With any other kind of accelerator, standing in the beam would have spectacular and fatal consequences. But your correspondent was not vapourised--nor, several weeks later, has he developed either cancer or superpowers.
Well, actually, you WILL die, because the "particles" in the accelerator are not neutrinos but rather, in this case, protons! That quoted passage made it sounds as if the neutrinos are the ones being directed by the accelerator. They are not. In fact, one doesn't control the path of neutrinos whatsoever once they are generated. So kids, if you think you can stand in the path of the particles generated in these accelerators, banish that thought!
The other one is a bit more severe:
But the details of oscillation remain incomplete, which is where Fermilab's neutrino beam comes in. By the end of July work should have finished on building NOVA, an experiment designed to pin those details down. The beam that passes through the white circle will carry on for 810km (500 miles) through the Earth to a detector in northern Minnesota. When it arrives, some of the muon neutrinos in it will have transformed themselves into electron neutrinos. NOVA will measure precisely how often this occurs.

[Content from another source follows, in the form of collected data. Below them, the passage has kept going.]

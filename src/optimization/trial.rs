//! Trial records and the search history.
use std::collections::BTreeSet;
use std::fmt;
use std::io::Write;
use std::time::Duration;

use serde::{Deserialize, Serialize};

use super::space::Assignment;
use crate::TrialId;

/// Final state of a trial.
#[derive(Clone, Copy, Debug, PartialEq, Eq, Serialize, Deserialize)]
#[serde(rename_all = "snake_case")]
pub enum TrialStatus {
    /// Ran to its stopping condition.
    Completed,
    /// Stopped early by the pruner.
    Pruned,
    /// The recommender errored or panicked.
    Failed,
}

impl fmt::Display for TrialStatus {
    fn fmt(&self, f: &mut fmt::Formatter) -> fmt::Result {
        f.write_str(match self {
            TrialStatus::Completed => "completed",
            TrialStatus::Pruned => "pruned",
            TrialStatus::Failed => "failed",
        })
    }
}

/// Everything recorded about one trial.
#[derive(Clone, Debug, PartialEq, Serialize, Deserialize)]
pub struct TrialRecord {
    /// Trial identifier, in suggestion order.
    pub trial_id: TrialId,
    /// Hyperparameters the trial ran with, fixed ones included.
    pub params: Assignment,
    /// Seed the recommender was built with.
    pub seed: u64,
    /// Final state.
    pub status: TrialStatus,
    /// Best target value for completed trials, last reported value for
    /// pruned ones, `None` when nothing was measured.
    pub value: Option<f64>,
    /// `(step, value)` pairs reported to the pruner.
    pub intermediate_values: Vec<(usize, f64)>,
    /// Step that produced `value`.
    pub best_step: Option<usize>,
    /// Number of training steps run.
    pub n_steps: usize,
    /// Wall-clock duration.
    pub elapsed: Duration,
    /// Failure message of failed trials.
    pub error: Option<String>,
}

impl TrialRecord {
    /// Whether the trial completed with a value.
    pub fn is_completed(&self) -> bool {
        self.status == TrialStatus::Completed && self.value.is_some()
    }
}

/// The completed record with the highest value, lowest id on ties.
pub(crate) fn best_of<'a, I>(records: I) -> Option<&'a TrialRecord>
where
    I: IntoIterator<Item = &'a TrialRecord>,
{
    records
        .into_iter()
        .filter(|record| record.is_completed())
        .fold(None, |best: Option<&TrialRecord>, record| match best {
            Some(current) if !beats(record, current) => Some(current),
            _ => Some(record),
        })
}

fn beats(challenger: &TrialRecord, current: &TrialRecord) -> bool {
    let challenger_value = challenger.value.unwrap_or(f64::NEG_INFINITY);
    let current_value = current.value.unwrap_or(f64::NEG_INFINITY);

    challenger_value > current_value
        || (challenger_value == current_value && challenger.trial_id < current.trial_id)
}

/// Trial records ordered by trial id.
///
/// Records are only ever added; an existing record is never replaced.
#[derive(Clone, Debug, Default, PartialEq, Serialize, Deserialize)]
#[serde(transparent)]
pub struct SearchHistory {
    records: Vec<TrialRecord>,
}

impl SearchHistory {
    /// An empty history.
    pub fn new() -> Self {
        SearchHistory::default()
    }

    /// Add a record at its id position.
    pub fn push(&mut self, record: TrialRecord) {
        let position = self
            .records
            .partition_point(|existing| existing.trial_id < record.trial_id);
        self.records.insert(position, record);
    }

    /// Records in id order.
    pub fn records(&self) -> &[TrialRecord] {
        &self.records
    }

    /// Iterate in id order.
    pub fn iter(&self) -> impl Iterator<Item = &TrialRecord> {
        self.records.iter()
    }

    /// Record of `trial_id`.
    pub fn get(&self, trial_id: TrialId) -> Option<&TrialRecord> {
        self.records
            .binary_search_by_key(&trial_id, |record| record.trial_id)
            .ok()
            .map(|idx| &self.records[idx])
    }

    /// Number of trials.
    pub fn len(&self) -> usize {
        self.records.len()
    }

    /// Whether no trial has finished.
    pub fn is_empty(&self) -> bool {
        self.records.is_empty()
    }

    /// Number of trials with `status`.
    pub fn count(&self, status: TrialStatus) -> usize {
        self.records
            .iter()
            .filter(|record| record.status == status)
            .count()
    }

    /// Best completed trial.
    pub fn best(&self) -> Option<&TrialRecord> {
        best_of(&self.records)
    }

    /// Write the history as a CSV table with one column per hyperparameter.
    pub fn write_csv<W: Write>(&self, writer: W) -> Result<(), csv::Error> {
        let param_names: BTreeSet<&str> = self
            .records
            .iter()
            .flat_map(|record| record.params.keys().map(String::as_str))
            .collect();

        let mut writer = csv::Writer::from_writer(writer);

        let mut header = vec![
            "trial_id",
            "status",
            "value",
            "best_step",
            "n_steps",
            "elapsed_secs",
        ];
        header.extend(param_names.iter().cloned());
        writer.write_record(&header)?;

        for record in &self.records {
            let mut row = vec![
                record.trial_id.to_string(),
                record.status.to_string(),
                record
                    .value
                    .map(|value| value.to_string())
                    .unwrap_or_default(),
                record
                    .best_step
                    .map(|step| step.to_string())
                    .unwrap_or_default(),
                record.n_steps.to_string(),
                record.elapsed.as_secs_f64().to_string(),
            ];
            row.extend(param_names.iter().map(|name| {
                record
                    .params
                    .get(*name)
                    .map(|value| value.to_string())
                    .unwrap_or_default()
            }));
            writer.write_record(&row)?;
        }

        writer.flush()?;

        Ok(())
    }
}

#[cfg(test)]
pub(crate) mod tests {
    use super::*;
    use crate::optimization::space::ParamValue;

    pub(crate) fn record(trial_id: TrialId, status: TrialStatus, value: Option<f64>) -> TrialRecord {
        let mut params = Assignment::new();
        params.insert("x".to_owned(), ParamValue::Float(trial_id as f64 / 10.0));

        TrialRecord {
            trial_id,
            params,
            seed: trial_id as u64,
            status,
            value,
            intermediate_values: Vec::new(),
            best_step: value.map(|_| 1),
            n_steps: 1,
            elapsed: Duration::from_millis(5),
            error: None,
        }
    }

    #[test]
    fn history_is_ordered_by_id() {
        let mut history = SearchHistory::new();
        history.push(record(2, TrialStatus::Completed, Some(0.1)));
        history.push(record(0, TrialStatus::Pruned, Some(0.3)));
        history.push(record(1, TrialStatus::Failed, None));

        let ids: Vec<TrialId> = history.iter().map(|record| record.trial_id).collect();
        assert_eq!(ids, vec![0, 1, 2]);
        assert_eq!(history.get(1).unwrap().status, TrialStatus::Failed);
        assert_eq!(history.count(TrialStatus::Pruned), 1);
    }

    #[test]
    fn best_ignores_pruned_and_breaks_ties_by_id() {
        let mut history = SearchHistory::new();
        history.push(record(3, TrialStatus::Completed, Some(0.5)));
        history.push(record(0, TrialStatus::Pruned, Some(0.9)));
        history.push(record(1, TrialStatus::Completed, Some(0.5)));
        history.push(record(2, TrialStatus::Failed, None));

        assert_eq!(history.best().unwrap().trial_id, 1);

        let mut none = SearchHistory::new();
        none.push(record(0, TrialStatus::Failed, None));
        assert!(none.best().is_none());
    }

    #[test]
    fn csv_export() {
        let mut history = SearchHistory::new();
        history.push(record(0, TrialStatus::Completed, Some(0.25)));
        history.push(record(1, TrialStatus::Failed, None));

        let mut buffer = Vec::new();
        history.write_csv(&mut buffer).unwrap();
        let text = String::from_utf8(buffer).unwrap();
        let lines: Vec<&str> = text.lines().collect();

        assert_eq!(lines[0], "trial_id,status,value,best_step,n_steps,elapsed_secs,x");
        assert_eq!(lines[1], "0,completed,0.25,1,1,0.005,0");
        assert_eq!(lines[2], "1,failed,,,1,0.005,0.1");
    }

    #[test]
    fn json_export() {
        let mut history = SearchHistory::new();
        history.push(record(0, TrialStatus::Completed, Some(0.25)));
        let json = serde_json::to_value(&history).unwrap();

        assert_eq!(json[0]["status"], "completed");
        assert_eq!(json[0]["params"]["x"], 0.0);
    }
}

This mistake is consistent with the previous one. The writer is still thinking that the neutrinos are the ones being accelerated, because if you read this, it somehow implied that these neutrinos go around the "white circle", and then proceed 810 km away to northern Minnesota. This, of course, is wrong. Protons in the main injector (the "white circle") are bombarded onto a target. The resultant is a bunch of particles, including muons. These muons then will decay rather quickly, and one of the decay products is a neutrino! These are the neutrinos that will shoot off to northern Minnesota. There are variation to such process, but the principles are similar. You do not start off with these neutrinos, accelerate them in the particle accelerator, and then shoot them off. There are just simply no way to do that!
I don't understand why magazines such as this do not seek an expert to do copy-reading to ensure the accuracy of these types of articles. Maybe most of the readers can't tell that there are inaccuracies, and those who do, seldom point them out. It is obvious that this method hasn't ruined their reputation or they would have done something.
Zz.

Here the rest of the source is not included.